◆ The task
Give back all of the records, exactly and completely.

===== Records for this task =====

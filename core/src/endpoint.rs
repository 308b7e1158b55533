//! Endpoint catalog and the request trait tying parameters to responses.

use std::fmt;

use serde::de::DeserializeOwned;
use serde::Serialize;

use crate::error::Result;

/// One CUFinder operation.
#[derive(Debug, Clone, Copy, PartialEq, Eq, Hash)]
pub enum Endpoint {
    Cuf,
    Lcuf,
    Dtc,
    Dte,
    Ntp,
    Rel,
    Fcl,
    Elf,
    Car,
    Fcc,
    Fts,
    Epp,
    Fwe,
    Tep,
    Enc,
    Cec,
    Clo,
    Cse,
    Pse,
    Lbs,
    Bcd,
    Ccp,
    Isc,
    Cbc,
    Csc,
}

impl Endpoint {
    pub const ALL: [Endpoint; 25] = [
        Endpoint::Cuf,
        Endpoint::Lcuf,
        Endpoint::Dtc,
        Endpoint::Dte,
        Endpoint::Ntp,
        Endpoint::Rel,
        Endpoint::Fcl,
        Endpoint::Elf,
        Endpoint::Car,
        Endpoint::Fcc,
        Endpoint::Fts,
        Endpoint::Epp,
        Endpoint::Fwe,
        Endpoint::Tep,
        Endpoint::Enc,
        Endpoint::Cec,
        Endpoint::Clo,
        Endpoint::Cse,
        Endpoint::Pse,
        Endpoint::Lbs,
        Endpoint::Bcd,
        Endpoint::Ccp,
        Endpoint::Isc,
        Endpoint::Cbc,
        Endpoint::Csc,
    ];

    /// Upper-case code used to tag errors, e.g. `"CUF"`.
    pub fn code(self) -> &'static str {
        match self {
            Endpoint::Cuf => "CUF",
            Endpoint::Lcuf => "LCUF",
            Endpoint::Dtc => "DTC",
            Endpoint::Dte => "DTE",
            Endpoint::Ntp => "NTP",
            Endpoint::Rel => "REL",
            Endpoint::Fcl => "FCL",
            Endpoint::Elf => "ELF",
            Endpoint::Car => "CAR",
            Endpoint::Fcc => "FCC",
            Endpoint::Fts => "FTS",
            Endpoint::Epp => "EPP",
            Endpoint::Fwe => "FWE",
            Endpoint::Tep => "TEP",
            Endpoint::Enc => "ENC",
            Endpoint::Cec => "CEC",
            Endpoint::Clo => "CLO",
            Endpoint::Cse => "CSE",
            Endpoint::Pse => "PSE",
            Endpoint::Lbs => "LBS",
            Endpoint::Bcd => "BCD",
            Endpoint::Ccp => "CCP",
            Endpoint::Isc => "ISC",
            Endpoint::Cbc => "CBC",
            Endpoint::Csc => "CSC",
        }
    }

    /// Path relative to the base URL, e.g. `"/cuf"`.
    pub fn path(self) -> &'static str {
        match self {
            Endpoint::Cuf => "/cuf",
            Endpoint::Lcuf => "/lcuf",
            Endpoint::Dtc => "/dtc",
            Endpoint::Dte => "/dte",
            Endpoint::Ntp => "/ntp",
            Endpoint::Rel => "/rel",
            Endpoint::Fcl => "/fcl",
            Endpoint::Elf => "/elf",
            Endpoint::Car => "/car",
            Endpoint::Fcc => "/fcc",
            Endpoint::Fts => "/fts",
            Endpoint::Epp => "/epp",
            Endpoint::Fwe => "/fwe",
            Endpoint::Tep => "/tep",
            Endpoint::Enc => "/enc",
            Endpoint::Cec => "/cec",
            Endpoint::Clo => "/clo",
            Endpoint::Cse => "/cse",
            Endpoint::Pse => "/pse",
            Endpoint::Lbs => "/lbs",
            Endpoint::Bcd => "/bcd",
            Endpoint::Ccp => "/ccp",
            Endpoint::Isc => "/isc",
            Endpoint::Cbc => "/cbc",
            Endpoint::Csc => "/csc",
        }
    }

    /// Short summary, recorded on the `cufinder_call` span.
    pub fn description(self) -> &'static str {
        match self {
            Endpoint::Cuf => "company name to domain",
            Endpoint::Lcuf => "company name to LinkedIn URL",
            Endpoint::Dtc => "domain to company name",
            Endpoint::Dte => "company emails",
            Endpoint::Ntp => "company phones",
            Endpoint::Rel => "reverse email lookup",
            Endpoint::Fcl => "company lookalikes",
            Endpoint::Elf => "company fundraising",
            Endpoint::Car => "company revenue",
            Endpoint::Fcc => "company subsidiaries",
            Endpoint::Fts => "company tech stack",
            Endpoint::Epp => "LinkedIn profile enrichment",
            Endpoint::Fwe => "LinkedIn profile work email",
            Endpoint::Tep => "person enrichment",
            Endpoint::Enc => "company enrichment",
            Endpoint::Cec => "company employee countries",
            Endpoint::Clo => "company locations",
            Endpoint::Cse => "company search",
            Endpoint::Pse => "people search",
            Endpoint::Lbs => "local business search",
            Endpoint::Bcd => "B2B customers",
            Endpoint::Ccp => "careers page",
            Endpoint::Isc => "SaaS detection",
            Endpoint::Cbc => "business type",
            Endpoint::Csc => "mission statement",
        }
    }
}

impl fmt::Display for Endpoint {
    fn fmt(&self, f: &mut fmt::Formatter<'_>) -> fmt::Result {
        f.write_str(self.code())
    }
}

/// A parameter record bound to its endpoint and response type.
pub trait EndpointRequest: Serialize {
    const ENDPOINT: Endpoint;
    type Response: DeserializeOwned;

    /// Check required fields in declaration order. Runs before any I/O.
    fn validate(&self) -> Result<()>;
}

#[cfg(test)]
mod tests {
    use std::collections::HashSet;

    use super::*;

    #[test]
    fn catalog_has_twenty_five_distinct_endpoints() {
        let paths: HashSet<_> = Endpoint::ALL.iter().map(|e| e.path()).collect();
        let codes: HashSet<_> = Endpoint::ALL.iter().map(|e| e.code()).collect();
        assert_eq!(paths.len(), 25);
        assert_eq!(codes.len(), 25);
    }

    #[test]
    fn path_is_lower_case_code() {
        for endpoint in Endpoint::ALL {
            assert_eq!(
                endpoint.path(),
                format!("/{}", endpoint.code().to_ascii_lowercase())
            );
        }
    }

    #[test]
    fn every_endpoint_is_described() {
        let descriptions: HashSet<_> = Endpoint::ALL.iter().map(|e| e.description()).collect();
        assert_eq!(descriptions.len(), Endpoint::ALL.len());
        assert!(descriptions.iter().all(|d| !d.trim().is_empty()));
    }

    #[test]
    fn display_uses_code() {
        assert_eq!(Endpoint::Lcuf.to_string(), "LCUF");
    }
}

=====

◆ Result of this task
filename core/src/endpoint.rs
repository 308b7e1158b55533
//! Endpoint catalog and the request trait tying parameters to responses.

use std::fmt;

use serde::de::DeserializeOwned;
use serde::Serialize;

use crate::error::Result;

/// One CUFinder operation.
#[derive(Debug, Clone, Copy, PartialEq, Eq, Hash)]
pub enum Endpoint {
    Cuf,
    Lcuf,
    Dtc,
    Dte,
    Ntp,
    Rel,
    Fcl,
    Elf,
    Car,
    Fcc,
    Fts,
    Epp,
    Fwe,
    Tep,
    Enc,
    Cec,
    Clo,
    Cse,
    Pse,
    Lbs,
    Bcd,
    Ccp,
    Isc,
    Cbc,
    Csc,
}

impl Endpoint {
    pub const ALL: [Endpoint; 25] = [
        Endpoint::Cuf,
        Endpoint::Lcuf,
        Endpoint::Dtc,
        Endpoint::Dte,
        Endpoint::Ntp,
        Endpoint::Rel,
        Endpoint::Fcl,
        Endpoint::Elf,
        Endpoint::Car,
        Endpoint::Fcc,
        Endpoint::Fts,
        Endpoint::Epp,
        Endpoint::Fwe,
        Endpoint::Tep,
        Endpoint::Enc,
        Endpoint::Cec,
        Endpoint::Clo,
        Endpoint::Cse,
        Endpoint::Pse,
        Endpoint::Lbs,
        Endpoint::Bcd,
        Endpoint::Ccp,
        Endpoint::Isc,
        Endpoint::Cbc,
        Endpoint::Csc,
    ];

    /// Upper-case code used to tag errors, e.g. `"CUF"`.
    pub fn code(self) -> &'static str {
        match self {
            Endpoint::Cuf => "CUF",
            Endpoint::Lcuf => "LCUF",
            Endpoint::Dtc => "DTC",
            Endpoint::Dte => "DTE",
            Endpoint::Ntp => "NTP",
            Endpoint::Rel => "REL",
            Endpoint::Fcl => "FCL",
            Endpoint::Elf => "ELF",
            Endpoint::Car => "CAR",
            Endpoint::Fcc => "FCC",
            Endpoint::Fts => "FTS",
            Endpoint::Epp => "EPP",
            Endpoint::Fwe => "FWE",
            Endpoint::Tep => "TEP",
            Endpoint::Enc => "ENC",
            Endpoint::Cec => "CEC",
            Endpoint::Clo => "CLO",
            Endpoint::Cse => "CSE",
            Endpoint::Pse => "PSE",
            Endpoint::Lbs => "LBS",
            Endpoint::Bcd => "BCD",
            Endpoint::Ccp => "CCP",
            Endpoint::Isc => "ISC",
            Endpoint::Cbc => "CBC",
            Endpoint::Csc => "CSC",
        }
    }

    /// Path relative to the base URL, e.g. `"/cuf"`.
    pub fn path(self) -> &'static str {
        match self {
            Endpoint::Cuf => "/cuf",
            Endpoint::Lcuf => "/lcuf",
            Endpoint::Dtc => "/dtc",
            Endpoint::Dte => "/dte",
            Endpoint::Ntp => "/ntp",
            Endpoint::Rel => "/rel",
            Endpoint::Fcl => "/fcl",
            Endpoint::Elf => "/elf",
            Endpoint::Car => "/car",
            Endpoint::Fcc => "/fcc",
            Endpoint::Fts => "/fts",
            Endpoint::Epp => "/epp",
            Endpoint::Fwe => "/fwe",
            Endpoint::Tep => "/tep",
            Endpoint::Enc => "/enc",
            Endpoint::Cec => "/cec",
            Endpoint::Clo => "/clo",
            Endpoint::Cse => "/cse",
            Endpoint::Pse => "/pse",
            Endpoint::Lbs => "/lbs",
            Endpoint::Bcd => "/bcd",
            Endpoint::Ccp => "/ccp",
            Endpoint::Isc => "/isc",
            Endpoint::Cbc => "/cbc",
            Endpoint::Csc => "/csc",
        }
    }

    /// Short summary, recorded on the `cufinder_call` span.
    pub fn description(self) -> &'static str {
        match self {
            Endpoint::Cuf => "company name to domain",
            Endpoint::Lcuf => "company name to LinkedIn URL",
            Endpoint::Dtc => "domain to company name",
            Endpoint::Dte => "company emails",
            Endpoint::Ntp => "company phones",
            Endpoint::Rel => "reverse email lookup",
            Endpoint::Fcl => "company lookalikes",
            Endpoint::Elf => "company fundraising",
            Endpoint::Car => "company revenue",
            Endpoint::Fcc => "company subsidiaries",
            Endpoint::Fts => "company tech stack",
            Endpoint::Epp => "LinkedIn profile enrichment",
            Endpoint::Fwe => "LinkedIn profile work email",
            Endpoint::Tep => "person enrichment",
            Endpoint::Enc => "company enrichment",
            Endpoint::Cec => "company employee countries",
            Endpoint::Clo => "company locations",
            Endpoint::Cse => "company search",
            Endpoint::Pse => "people search",
            Endpoint::Lbs => "local business search",
            Endpoint::Bcd => "B2B customers",
            Endpoint::Ccp => "careers page",
            Endpoint::Isc => "SaaS detection",
            Endpoint::Cbc => "business type",
            Endpoint::Csc => "mission statement",
        }
    }
}

impl fmt::Display for Endpoint {
    fn fmt(&self, f: &mut fmt::Formatter<'_>) -> fmt::Result {
        f.write_str(self.code())
    }
}

/// A parameter record bound to its endpoint and response type.
pub trait EndpointRequest: Serialize {
    const ENDPOINT: Endpoint;
    type Response: DeserializeOwned;

    /// Check required fields in declaration order. Runs before any I/O.
    fn validate(&self) -> Result<()>;
}

#[cfg(test)]
mod tests {
    use std::collections::HashSet;

    use super::*;

    #[test]
    fn catalog_has_twenty_five_distinct_endpoints() {
        let paths: HashSet<_> = Endpoint::ALL.iter().map(|e| e.path()).collect();
        let codes: HashSet<_> = Endpoint::ALL.iter().map(|e| e.code()).collect();
        assert_eq!(paths.len(), 25);
        assert_eq!(codes.len(), 25);
    }

    #[test]
    fn path_is_lower_case_code() {
        for endpoint in Endpoint::ALL {
            assert_eq!(
                endpoint.path(),
                format!("/{}", endpoint.code().to_ascii_lowercase())
            );
        }
    }

    #[test]
    fn every_endpoint_is_described() {
        let descriptions: HashSet<_> = Endpoint::ALL.iter().map(|e| e.description()).collect();
        assert_eq!(descriptions.len(), Endpoint::ALL.len());
        assert!(descriptions.iter().all(|d| !d.trim().is_empty()));
    }

    #[test]
    fn display_uses_code() {
        assert_eq!(Endpoint::Lcuf.to_string(), "LCUF");
    }
}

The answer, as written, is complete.